Problem ▸
Within the listing below, locate all lines containing the word "RunningIssueState". Copy each one.

Data extracts ▸
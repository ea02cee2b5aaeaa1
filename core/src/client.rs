//! Stateless HTTP request builder and response parser for the planner API.
//!
//! # Design
//! `ApiClient` holds only a `base_url` and carries no mutable state between
//! calls. Each operation is split into a `build_*` method that produces an
//! `HttpRequest` and a `parse_*` method that consumes an `HttpResponse`.
//! Collection operations are generic over `Resource`, so the four
//! collections share one mapping: `GET /{r}`, `POST /{r}`, `PUT /{r}/{id}`,
//! `DELETE /{r}/{id}`. The builder never adds credentials; that is the job
//! of `AuthorizedClient`.

use serde::de::DeserializeOwned;
use serde::Serialize;

use crate::error::{extract_server_message, ApiError};
use crate::http::{HttpMethod, HttpRequest, HttpResponse};
use crate::resources::{RecordId, Resource};
use crate::types::{AuthResponse, Confirmation, Credentials, Registration};

/// Synchronous, stateless request builder for the planner API.
#[derive(Debug, Clone)]
pub struct ApiClient {
    base_url: String,
}

impl ApiClient {
    pub fn new(base_url: &str) -> Self {
        Self {
            base_url: base_url.trim_end_matches('/').to_string(),
        }
    }

    pub fn base_url(&self) -> &str {
        &self.base_url
    }

    pub fn build_login(&self, credentials: &Credentials) -> Result<HttpRequest, ApiError> {
        self.json_request(HttpMethod::Post, "/auth/login".to_string(), credentials)
    }

    pub fn build_register(&self, registration: &Registration) -> Result<HttpRequest, ApiError> {
        self.json_request(HttpMethod::Post, "/auth/register".to_string(), registration)
    }

    /// Parse the `{ token, user }` body shared by login and register.
    pub fn parse_auth(&self, response: HttpResponse) -> Result<AuthResponse, ApiError> {
        check_status(&response)?;
        decode(&response.body)
    }

    pub fn build_list<R: Resource>(&self) -> HttpRequest {
        self.empty_request(HttpMethod::Get, format!("/{}", R::COLLECTION.path()))
    }

    pub fn build_create<R: Resource>(&self, draft: &R::Draft) -> Result<HttpRequest, ApiError> {
        self.json_request(HttpMethod::Post, format!("/{}", R::COLLECTION.path()), draft)
    }

    pub fn build_update<R: Resource>(
        &self,
        id: &RecordId,
        draft: &R::Draft,
    ) -> Result<HttpRequest, ApiError> {
        self.json_request(
            HttpMethod::Put,
            format!("/{}/{id}", R::COLLECTION.path()),
            draft,
        )
    }

    pub fn build_delete<R: Resource>(&self, id: &RecordId) -> HttpRequest {
        self.empty_request(HttpMethod::Delete, format!("/{}/{id}", R::COLLECTION.path()))
    }

    pub fn parse_list<R: Resource>(&self, response: HttpResponse) -> Result<Vec<R>, ApiError> {
        check_status(&response)?;
        decode(&response.body)
    }

    /// Parse the single record returned by create and update.
    pub fn parse_record<R: Resource>(&self, response: HttpResponse) -> Result<R, ApiError> {
        check_status(&response)?;
        decode(&response.body)
    }

    pub fn parse_delete(&self, response: HttpResponse) -> Result<Confirmation, ApiError> {
        check_status(&response)?;
        if response.body.trim().is_empty() {
            return Ok(Confirmation::default());
        }
        // Some servers echo the deleted record instead of a message.
        Ok(serde_json::from_str(&response.body).unwrap_or_default())
    }

    fn empty_request(&self, method: HttpMethod, path: String) -> HttpRequest {
        HttpRequest {
            method,
            path: format!("{}{path}", self.base_url),
            headers: Vec::new(),
            body: None,
        }
    }

    fn json_request<T: Serialize>(
        &self,
        method: HttpMethod,
        path: String,
        payload: &T,
    ) -> Result<HttpRequest, ApiError> {
        let body =
            serde_json::to_string(payload).map_err(|e| ApiError::SerializationError(e.to_string()))?;
        Ok(HttpRequest {
            method,
            path: format!("{}{path}", self.base_url),
            headers: vec![("content-type".to_string(), "application/json".to_string())],
            body: Some(body),
        })
    }
}

fn decode<T: DeserializeOwned>(body: &str) -> Result<T, ApiError> {
    serde_json::from_str(body).map_err(|e| ApiError::DeserializationError(e.to_string()))
}

/// Map non-success status codes to the appropriate `ApiError` variant.
fn check_status(response: &HttpResponse) -> Result<(), ApiError> {
    if response.is_success() {
        return Ok(());
    }
    let message = extract_server_message(&response.body);
    match response.status {
        401 => Err(ApiError::Unauthorized { message }),
        404 => Err(ApiError::NotFound { message }),
        status => Err(ApiError::HttpError {
            status,
            body: response.body.clone(),
            message,
        }),
    }
}
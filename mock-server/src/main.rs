use tokio::net::TcpListener;
use tracing_subscriber::EnvFilter;

#[tokio::main]
async fn main() -> Result<(), std::io::Error> {
    tracing_subscriber::fmt()
        .with_env_filter(
            EnvFilter::try_from_default_env().unwrap_or_else(|_| EnvFilter::new("mock_server=info")),
        )
        .init();

    let port = std::env::var("PORT").unwrap_or_else(|_| "3000".to_string());
    let addr = format!("127.0.0.1:{port}");
    let listener = TcpListener::bind(&addr).await?;
    tracing::info!(%addr, "listening");
    mock_server::run(listener).await
}
pub mod filename_codec;
pub mod metadata_record;
pub mod page_range;
pub mod run_log;
pub mod sequencer;
pub mod title_page;

pub use filename_codec::FilenameCodec;
pub use metadata_record::{apply_updates, MetadataKey, MetadataRecord, MetadataReport};
pub use page_range::compute_range;
pub use run_log::RunLog;
pub use sequencer::Sequencer;
pub use title_page::TitleRewriter;
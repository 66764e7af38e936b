use std::fmt;

/// 本次批处理的目标卷/期
#[derive(Debug, Clone, Copy, PartialEq, Eq)]
pub struct IssueTarget {
    pub volume: u32,
    pub issue: u32,
}

impl IssueTarget {
    pub fn new(volume: u32, issue: u32) -> Self {
        Self { volume, issue }
    }

    /// 出版年份：卷号 20 对应 2000 年
    pub fn year(&self) -> i64 {
        i64::from(self.volume) - 20 + 2000
    }

    /// 数据库 `Volume_Number` 字段的编码，例如 `2025450001`
    pub fn volume_number_code(&self) -> String {
        format!("{}{}000{}", self.year(), self.volume, self.issue)
    }

    /// 引用字符串，例如 `2025, Volume 45, Issue 1, pages 1-10`
    pub fn citation(&self, pages: Option<PageRange>) -> String {
        let mut citation = format!(
            "{}, Volume {}, Issue {}",
            self.year(),
            self.volume,
            self.issue
        );
        if let Some(range) = pages {
            citation.push_str(&format!(", pages {}", range));
        }
        citation
    }
}

/// 批处理运行期间的序号状态
///
/// 只由编排层在一篇论文合格完成后修改
#[derive(Debug, Clone, PartialEq, Eq)]
pub struct RunningIssueState {
    /// 下一篇论文的序号
    pub next_paper_number: u32,
    /// 已分配的累计页数
    pub last_total_pages: u32,
    /// 最近一次完成的论文 ID
    pub last_document_id: String,
}

impl RunningIssueState {
    pub fn new(next_paper_number: u32, last_total_pages: u32) -> Self {
        Self {
            next_paper_number,
            last_total_pages,
            last_document_id: String::new(),
        }
    }
}

/// 连续页码范围，`first <= last`
#[derive(Debug, Clone, Copy, PartialEq, Eq)]
pub struct PageRange {
    pub first: u32,
    pub last: u32,
}

impl PageRange {
    pub fn is_single_page(&self) -> bool {
        self.first == self.last
    }
}

impl fmt::Display for PageRange {
    fn fmt(&self, f: &mut fmt::Formatter<'_>) -> fmt::Result {
        if self.is_single_page() {
            write!(f, "{}", self.first)
        } else {
            write!(f, "{}-{}", self.first, self.last)
        }
    }
}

Worked solution ▸
pub struct RunningIssueState {
impl RunningIssueState {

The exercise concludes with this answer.